┌──

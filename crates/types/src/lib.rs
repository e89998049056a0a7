//! Core types and traits for the veriwork workspace.
//!
//! This crate defines the shared abstractions used across all layers of the
//! veriwork client core, including the error taxonomy, the session
//! credential, and the traits that the store and session layers implement.

pub mod credential;
pub mod error;
pub mod traits;

pub use credential::Credential;
pub use error::{
    ApiError, DEFAULT_SESSION_EXPIRED_MESSAGE, ErrorKind, SESSION_EXPIRED_CODE, VeriworkError,
};
pub use traits::{TokenRenewer, TokenStore};
//! Veriwork client core.
//!
//! Facade over the workspace crates: the session-token lifecycle
//! ([`session`]), the normalized API surface ([`api`]), credential storage
//! ([`store`]), record classification ([`workflow`]), and shared types
//! ([`types`]).

pub use veriwork_api as api;
pub use veriwork_config as config;
pub use veriwork_session as session;
pub use veriwork_store as store;
pub use veriwork_types as types;
pub use veriwork_workflow as workflow;

use std::sync::Arc;
use veriwork_api::ApiClient;
use veriwork_config::Config;
use veriwork_session::{AuthorizedRequestGuard, HttpTokenRenewer, TokenRefresher};
use veriwork_store::MemoryTokenStore;
use veriwork_types::{TokenRenewer, TokenStore};

/// A fully wired client core.
pub struct Core {
    /// The session credential slot; cleared at logout.
    pub store: Arc<MemoryTokenStore>,
    /// Checkpoint for call paths that build their own requests.
    pub guard: Arc<AuthorizedRequestGuard>,
    /// Authenticated JSON client for the API backend.
    pub client: ApiClient,
}

/// Wires the core components from configuration.
#[must_use]
pub fn bootstrap(config: &Config) -> Core {
    let http = rquest::Client::new();
    let store = Arc::new(MemoryTokenStore::new());
    let renewer = HttpTokenRenewer::new(http.clone(), config.session.renew_url.clone());
    let refresher = TokenRefresher::new(
        Arc::clone(&store) as Arc<dyn TokenStore>,
        Arc::new(renewer) as Arc<dyn TokenRenewer>,
    )
    .with_margin(config.session.refresh_margin());
    let guard = Arc::new(AuthorizedRequestGuard::new(Arc::new(refresher)));
    let client = ApiClient::new(http, Arc::clone(&guard), config.api.base_url.clone());
    Core {
        store,
        guard,
        client,
    }
}

#[cfg(test)]
mod tests {
    use super::*;
    use veriwork_types::Credential;

    #[tokio::test]
    async fn test_bootstrap_serves_stored_credential() {
        let core = bootstrap(&Config::default());
        core.store.set(Credential::expiring_in("tok", 3600));
        let got = core.guard.require_token(None).await.unwrap();
        assert_eq!(got.value, "tok");
    }
}
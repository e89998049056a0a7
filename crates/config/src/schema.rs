use serde::{Deserialize, Serialize};
use std::time::Duration;
use veriwork_types::DEFAULT_SESSION_EXPIRED_MESSAGE;

fn default_refresh_margin_secs() -> u64 {
    60
}
fn default_renew_url() -> String {
    "http://127.0.0.1:4000/auth/refresh".to_string()
}
fn default_expired_message() -> String {
    DEFAULT_SESSION_EXPIRED_MESSAGE.to_string()
}

/// Session-layer configuration.
#[derive(Debug, Clone, Serialize, Deserialize)]
pub struct SessionConfig {
    /// Remaining lifetime, in seconds, below which a credential is renewed
    /// before use (defaults to 60).
    #[serde(default = "default_refresh_margin_secs")]
    pub refresh_margin_secs: u64,
    /// Renewal endpoint of the auth backend.
    #[serde(default = "default_renew_url")]
    pub renew_url: String,
    /// Wording shown when the session cannot be renewed.
    #[serde(default = "default_expired_message")]
    pub expired_message: String,
}

impl Default for SessionConfig {
    fn default() -> Self {
        Self {
            refresh_margin_secs: default_refresh_margin_secs(),
            renew_url: default_renew_url(),
            expired_message: default_expired_message(),
        }
    }
}

impl SessionConfig {
    /// The refresh margin as a [`Duration`].
    #[must_use]
    pub fn refresh_margin(&self) -> Duration {
        Duration::from_secs(self.refresh_margin_secs)
    }
}

fn default_base_url() -> String {
    "http://127.0.0.1:4000".to_string()
}

/// API-backend configuration.
#[derive(Debug, Clone, Serialize, Deserialize)]
pub struct ApiConfig {
    /// Base URL all authenticated request paths are resolved against.
    #[serde(default = "default_base_url")]
    pub base_url: String,
}

impl Default for ApiConfig {
    fn default() -> Self {
        Self {
            base_url: default_base_url(),
        }
    }
}

/// Top-level configuration.
#[derive(Debug, Clone, Default, Serialize, Deserialize)]
pub struct Config {
    #[serde(default)]
    pub session: SessionConfig,
    #[serde(default)]
    pub api: ApiConfig,
}

impl Config {
    /// Parses configuration from a YAML string, merged with defaults.
    ///
    /// # Errors
    ///
    /// Returns a [`figment::Error`] if the YAML is invalid or extraction fails.
    #[allow(clippy::result_large_err)]
    pub fn from_yaml(yaml: &str) -> Result<Self, figment::Error> {
        use figment::{
            Figment,
            providers::{Format as _, Serialized, Yaml},
        };
        Figment::from(Serialized::defaults(Config::default()))
            .merge(Yaml::string(yaml))
            .extract()
    }

    /// Loads configuration from a file path, merged with defaults.
    ///
    /// # Errors
    ///
    /// Returns a [`figment::Error`] if the file cannot be read or parsed.
    #[allow(clippy::result_large_err)]
    pub fn from_file(path: &std::path::Path) -> Result<Self, figment::Error> {
        use figment::{
            Figment,
            providers::{Format as _, Serialized, Yaml},
        };
        Figment::from(Serialized::defaults(Config::default()))
            .merge(Yaml::file(path))
            .extract()
    }
}

#[cfg(test)]
mod tests {
    use super::*;
    use std::io::Write as _;

    const SAMPLE_YAML: &str = r#"
session:
  refresh_margin_secs: 120
  renew_url: "https://auth.veriwork.dev/refresh"
api:
  base_url: "https://api.veriwork.dev"
"#;

    #[test]
    fn test_default_config() {
        let c = Config::default();
        assert_eq!(c.session.refresh_margin_secs, 60);
        assert_eq!(c.session.refresh_margin(), Duration::from_secs(60));
        assert_eq!(c.session.expired_message, DEFAULT_SESSION_EXPIRED_MESSAGE);
        assert_eq!(c.api.base_url, "http://127.0.0.1:4000");
    }

    #[test]
    fn test_from_yaml_overrides() {
        let c = Config::from_yaml(SAMPLE_YAML).unwrap();
        assert_eq!(c.session.refresh_margin_secs, 120);
        assert_eq!(c.session.renew_url, "https://auth.veriwork.dev/refresh");
        assert_eq!(c.api.base_url, "https://api.veriwork.dev");
    }

    #[test]
    fn test_from_yaml_defaults_applied() {
        let c = Config::from_yaml("api:\n  base_url: \"https://x.test\"").unwrap();
        assert_eq!(c.api.base_url, "https://x.test");
        assert_eq!(c.session.refresh_margin_secs, 60); // default preserved
        assert_eq!(c.session.expired_message, DEFAULT_SESSION_EXPIRED_MESSAGE);
    }

    #[test]
    fn test_from_file() {
        let mut f = tempfile::NamedTempFile::new().unwrap();
        f.write_all(SAMPLE_YAML.as_bytes()).unwrap();
        let c = Config::from_file(f.path()).unwrap();
        assert_eq!(c.session.refresh_margin_secs, 120);
    }

    #[test]
    fn test_from_file_missing_is_all_defaults() {
        let c = Config::from_file(std::path::Path::new("/nonexistent/veriwork.yaml")).unwrap();
        assert_eq!(c.session.refresh_margin_secs, 60);
    }
}
//! Session credential representation and expiry logic.

use serde::{Deserialize, Serialize};
use std::time::{Duration, SystemTime, UNIX_EPOCH};

/// A bearer credential with its expiry instant (unix seconds).
///
/// Immutable once issued; renewal replaces the whole value rather than
/// mutating it in place.
#[derive(Debug, Clone, PartialEq, Eq, Serialize, Deserialize)]
pub struct Credential {
    pub value: String,
    pub expires_at: u64,
}

impl Credential {
    /// Creates a credential expiring at the given unix timestamp.
    pub fn new(value: impl Into<String>, expires_at: u64) -> Self {
        Self {
            value: value.into(),
            expires_at,
        }
    }

    /// Creates a credential expiring `ttl_secs` seconds from now.
    pub fn expiring_in(value: impl Into<String>, ttl_secs: u64) -> Self {
        Self::new(value, now_unix() + ttl_secs)
    }

    /// Returns `true` if the remaining lifetime exceeds `margin`.
    ///
    /// A credential inside the margin is treated as stale so that renewal
    /// happens before an outbound call can race the real expiry.
    #[must_use]
    pub fn is_fresh(&self, margin: Duration) -> bool {
        now_unix() + margin.as_secs() < self.expires_at
    }
}

/// Current unix time in whole seconds.
#[must_use]
pub fn now_unix() -> u64 {
    SystemTime::now()
        .duration_since(UNIX_EPOCH)
        .unwrap_or(Duration::ZERO)
        .as_secs()
}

└──

* **TASK OBJECTIVE**:
Across the whole listing above, find every line with the string "https" and copy it.

* **ANSWER BOX**:
  renew_url: "https://auth.veriwork.dev/refresh"
  base_url: "https://api.veriwork.dev"
        assert_eq!(c.session.renew_url, "https://auth.veriwork.dev/refresh");
        assert_eq!(c.api.base_url, "https://api.veriwork.dev");
        let c = Config::from_yaml("api:\n  base_url: \"https://x.test\"").unwrap();
        assert_eq!(c.api.base_url, "https://x.test");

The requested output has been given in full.